- Problem
Take the records below from their first line to the line with "parent directories, and", and restate those lines word for word.

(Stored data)
════════
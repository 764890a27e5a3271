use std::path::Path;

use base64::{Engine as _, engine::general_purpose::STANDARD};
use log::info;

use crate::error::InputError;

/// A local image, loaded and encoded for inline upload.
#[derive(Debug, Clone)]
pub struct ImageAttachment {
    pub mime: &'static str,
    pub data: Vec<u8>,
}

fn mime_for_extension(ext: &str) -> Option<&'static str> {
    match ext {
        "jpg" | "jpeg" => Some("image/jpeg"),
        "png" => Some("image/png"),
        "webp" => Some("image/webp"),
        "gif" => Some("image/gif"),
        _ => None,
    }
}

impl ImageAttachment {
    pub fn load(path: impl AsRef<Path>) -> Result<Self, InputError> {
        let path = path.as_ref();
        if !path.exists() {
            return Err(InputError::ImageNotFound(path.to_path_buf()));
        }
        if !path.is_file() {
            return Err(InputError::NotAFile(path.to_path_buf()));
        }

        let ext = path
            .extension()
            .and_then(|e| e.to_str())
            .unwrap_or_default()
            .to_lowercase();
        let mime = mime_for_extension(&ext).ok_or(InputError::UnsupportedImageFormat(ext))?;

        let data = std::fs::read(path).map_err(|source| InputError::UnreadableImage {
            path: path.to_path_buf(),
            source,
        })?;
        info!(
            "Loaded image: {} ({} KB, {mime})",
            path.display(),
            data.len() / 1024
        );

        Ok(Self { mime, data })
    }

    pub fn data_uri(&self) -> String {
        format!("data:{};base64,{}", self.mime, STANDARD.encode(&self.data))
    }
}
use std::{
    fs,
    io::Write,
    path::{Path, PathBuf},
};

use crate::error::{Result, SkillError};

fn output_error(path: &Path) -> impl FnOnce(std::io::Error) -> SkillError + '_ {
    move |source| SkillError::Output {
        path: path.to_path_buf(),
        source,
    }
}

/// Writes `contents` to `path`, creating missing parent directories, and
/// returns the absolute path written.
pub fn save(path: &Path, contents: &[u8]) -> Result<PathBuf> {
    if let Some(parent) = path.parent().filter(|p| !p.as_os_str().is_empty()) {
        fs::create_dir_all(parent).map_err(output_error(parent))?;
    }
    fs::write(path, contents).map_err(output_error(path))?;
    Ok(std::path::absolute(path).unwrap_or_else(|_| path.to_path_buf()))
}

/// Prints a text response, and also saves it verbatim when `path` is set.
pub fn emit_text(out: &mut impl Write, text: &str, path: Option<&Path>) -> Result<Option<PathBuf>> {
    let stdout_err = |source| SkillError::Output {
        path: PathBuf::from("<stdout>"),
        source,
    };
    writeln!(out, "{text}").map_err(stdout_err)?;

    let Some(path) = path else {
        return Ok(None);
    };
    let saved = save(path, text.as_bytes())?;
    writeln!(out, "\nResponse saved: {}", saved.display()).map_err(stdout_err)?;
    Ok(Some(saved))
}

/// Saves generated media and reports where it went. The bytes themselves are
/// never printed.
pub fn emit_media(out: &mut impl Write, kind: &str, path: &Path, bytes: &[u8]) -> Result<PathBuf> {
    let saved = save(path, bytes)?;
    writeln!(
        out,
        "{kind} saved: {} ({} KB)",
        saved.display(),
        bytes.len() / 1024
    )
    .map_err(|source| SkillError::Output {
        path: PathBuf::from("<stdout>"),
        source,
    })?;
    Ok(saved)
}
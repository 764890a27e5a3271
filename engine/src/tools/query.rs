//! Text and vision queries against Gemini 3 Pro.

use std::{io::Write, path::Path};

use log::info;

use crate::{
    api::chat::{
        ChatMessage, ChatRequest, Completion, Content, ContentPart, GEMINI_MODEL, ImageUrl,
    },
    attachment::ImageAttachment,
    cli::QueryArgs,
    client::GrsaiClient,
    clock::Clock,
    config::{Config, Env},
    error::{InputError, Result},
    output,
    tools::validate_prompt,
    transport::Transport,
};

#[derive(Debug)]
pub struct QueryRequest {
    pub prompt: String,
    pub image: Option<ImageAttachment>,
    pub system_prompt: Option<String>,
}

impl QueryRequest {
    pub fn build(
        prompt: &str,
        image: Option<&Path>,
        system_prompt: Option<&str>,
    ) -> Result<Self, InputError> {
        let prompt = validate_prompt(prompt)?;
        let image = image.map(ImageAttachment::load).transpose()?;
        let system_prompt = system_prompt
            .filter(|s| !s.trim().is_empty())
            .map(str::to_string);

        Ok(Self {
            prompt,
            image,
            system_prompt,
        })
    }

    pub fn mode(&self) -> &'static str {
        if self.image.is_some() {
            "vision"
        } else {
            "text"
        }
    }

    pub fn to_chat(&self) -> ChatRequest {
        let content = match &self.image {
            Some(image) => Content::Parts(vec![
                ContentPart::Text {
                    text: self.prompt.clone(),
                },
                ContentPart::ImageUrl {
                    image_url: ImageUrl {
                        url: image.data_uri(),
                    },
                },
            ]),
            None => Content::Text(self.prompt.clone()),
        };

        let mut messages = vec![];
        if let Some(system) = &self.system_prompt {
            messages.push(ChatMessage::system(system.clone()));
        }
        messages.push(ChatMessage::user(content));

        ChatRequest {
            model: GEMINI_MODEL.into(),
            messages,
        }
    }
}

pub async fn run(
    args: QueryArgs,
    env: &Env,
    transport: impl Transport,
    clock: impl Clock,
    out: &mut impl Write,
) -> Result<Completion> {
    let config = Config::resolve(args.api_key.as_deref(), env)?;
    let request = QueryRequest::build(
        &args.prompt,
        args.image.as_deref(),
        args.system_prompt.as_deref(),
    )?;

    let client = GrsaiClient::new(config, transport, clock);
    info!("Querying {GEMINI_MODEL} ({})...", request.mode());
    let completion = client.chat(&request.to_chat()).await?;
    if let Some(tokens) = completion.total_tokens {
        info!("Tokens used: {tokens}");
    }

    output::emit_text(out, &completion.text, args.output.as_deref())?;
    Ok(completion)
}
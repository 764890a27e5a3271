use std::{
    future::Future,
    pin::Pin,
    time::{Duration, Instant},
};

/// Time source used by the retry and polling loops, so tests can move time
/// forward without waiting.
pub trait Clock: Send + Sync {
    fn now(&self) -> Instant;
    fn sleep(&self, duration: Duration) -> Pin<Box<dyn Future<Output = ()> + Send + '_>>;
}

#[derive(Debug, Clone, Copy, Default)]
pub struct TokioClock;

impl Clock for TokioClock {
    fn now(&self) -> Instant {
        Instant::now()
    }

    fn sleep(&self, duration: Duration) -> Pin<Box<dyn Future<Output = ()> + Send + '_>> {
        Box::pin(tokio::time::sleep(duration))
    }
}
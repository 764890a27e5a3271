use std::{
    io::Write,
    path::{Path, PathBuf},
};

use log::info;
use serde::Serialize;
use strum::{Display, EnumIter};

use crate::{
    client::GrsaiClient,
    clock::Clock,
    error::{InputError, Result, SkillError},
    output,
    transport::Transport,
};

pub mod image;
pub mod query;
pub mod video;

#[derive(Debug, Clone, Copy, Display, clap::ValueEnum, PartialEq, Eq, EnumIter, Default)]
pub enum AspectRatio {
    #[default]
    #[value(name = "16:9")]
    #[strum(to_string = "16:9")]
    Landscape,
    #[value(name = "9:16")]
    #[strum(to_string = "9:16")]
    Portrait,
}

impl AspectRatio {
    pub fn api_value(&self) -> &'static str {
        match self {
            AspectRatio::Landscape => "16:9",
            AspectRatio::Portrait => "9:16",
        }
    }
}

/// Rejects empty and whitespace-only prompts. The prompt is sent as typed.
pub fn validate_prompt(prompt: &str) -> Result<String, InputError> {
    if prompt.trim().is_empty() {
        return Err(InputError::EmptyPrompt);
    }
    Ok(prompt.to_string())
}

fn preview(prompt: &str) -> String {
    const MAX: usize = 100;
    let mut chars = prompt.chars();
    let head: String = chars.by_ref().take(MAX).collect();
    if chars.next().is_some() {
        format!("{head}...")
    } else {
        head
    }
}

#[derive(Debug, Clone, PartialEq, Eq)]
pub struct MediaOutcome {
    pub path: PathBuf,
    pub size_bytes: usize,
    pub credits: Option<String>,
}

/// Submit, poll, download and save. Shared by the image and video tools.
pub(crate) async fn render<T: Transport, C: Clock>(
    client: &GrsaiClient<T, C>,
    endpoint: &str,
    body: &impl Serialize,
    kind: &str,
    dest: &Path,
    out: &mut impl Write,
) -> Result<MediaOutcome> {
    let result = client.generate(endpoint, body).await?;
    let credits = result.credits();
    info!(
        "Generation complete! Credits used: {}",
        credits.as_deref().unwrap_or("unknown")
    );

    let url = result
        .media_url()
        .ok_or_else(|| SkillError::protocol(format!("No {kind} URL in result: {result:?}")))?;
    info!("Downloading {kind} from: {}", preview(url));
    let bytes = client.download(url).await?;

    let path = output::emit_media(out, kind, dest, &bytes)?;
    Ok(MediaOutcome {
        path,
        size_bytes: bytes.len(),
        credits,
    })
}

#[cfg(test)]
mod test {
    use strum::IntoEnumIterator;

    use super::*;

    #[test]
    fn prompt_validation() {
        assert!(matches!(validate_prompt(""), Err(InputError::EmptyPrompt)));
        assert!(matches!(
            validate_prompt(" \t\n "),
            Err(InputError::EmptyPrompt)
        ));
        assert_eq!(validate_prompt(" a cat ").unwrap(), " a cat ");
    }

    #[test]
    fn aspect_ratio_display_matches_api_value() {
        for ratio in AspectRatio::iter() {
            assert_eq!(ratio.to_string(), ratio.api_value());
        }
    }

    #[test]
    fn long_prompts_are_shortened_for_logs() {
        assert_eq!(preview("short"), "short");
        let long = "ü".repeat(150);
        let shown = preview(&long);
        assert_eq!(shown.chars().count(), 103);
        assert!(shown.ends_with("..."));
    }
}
════════
- Exercise output
repository 764890a27e5a3271
use std::path::Path;

use base64::{Engine as _, engine::general_purpose::STANDARD};
use log::info;

use crate::error::InputError;

/// A local image, loaded and encoded for inline upload.
#[derive(Debug, Clone)]
pub struct ImageAttachment {
    pub mime: &'static str,
    pub data: Vec<u8>,
}

fn mime_for_extension(ext: &str) -> Option<&'static str> {
    match ext {
        "jpg" | "jpeg" => Some("image/jpeg"),
        "png" => Some("image/png"),
        "webp" => Some("image/webp"),
        "gif" => Some("image/gif"),
        _ => None,
    }
}

impl ImageAttachment {
    pub fn load(path: impl AsRef<Path>) -> Result<Self, InputError> {
        let path = path.as_ref();
        if !path.exists() {
            return Err(InputError::ImageNotFound(path.to_path_buf()));
        }
        if !path.is_file() {
            return Err(InputError::NotAFile(path.to_path_buf()));
        }

        let ext = path
            .extension()
            .and_then(|e| e.to_str())
            .unwrap_or_default()
            .to_lowercase();
        let mime = mime_for_extension(&ext).ok_or(InputError::UnsupportedImageFormat(ext))?;

        let data = std::fs::read(path).map_err(|source| InputError::UnreadableImage {
            path: path.to_path_buf(),
            source,
        })?;
        info!(
            "Loaded image: {} ({} KB, {mime})",
            path.display(),
            data.len() / 1024
        );

        Ok(Self { mime, data })
    }

    pub fn data_uri(&self) -> String {
        format!("data:{};base64,{}", self.mime, STANDARD.encode(&self.data))
    }
}
use std::{
    fs,
    io::Write,
    path::{Path, PathBuf},
};

use crate::error::{Result, SkillError};

fn output_error(path: &Path) -> impl FnOnce(std::io::Error) -> SkillError + '_ {
    move |source| SkillError::Output {
        path: path.to_path_buf(),
        source,
    }
}

/// Writes `contents` to `path`, creating missing parent directories, and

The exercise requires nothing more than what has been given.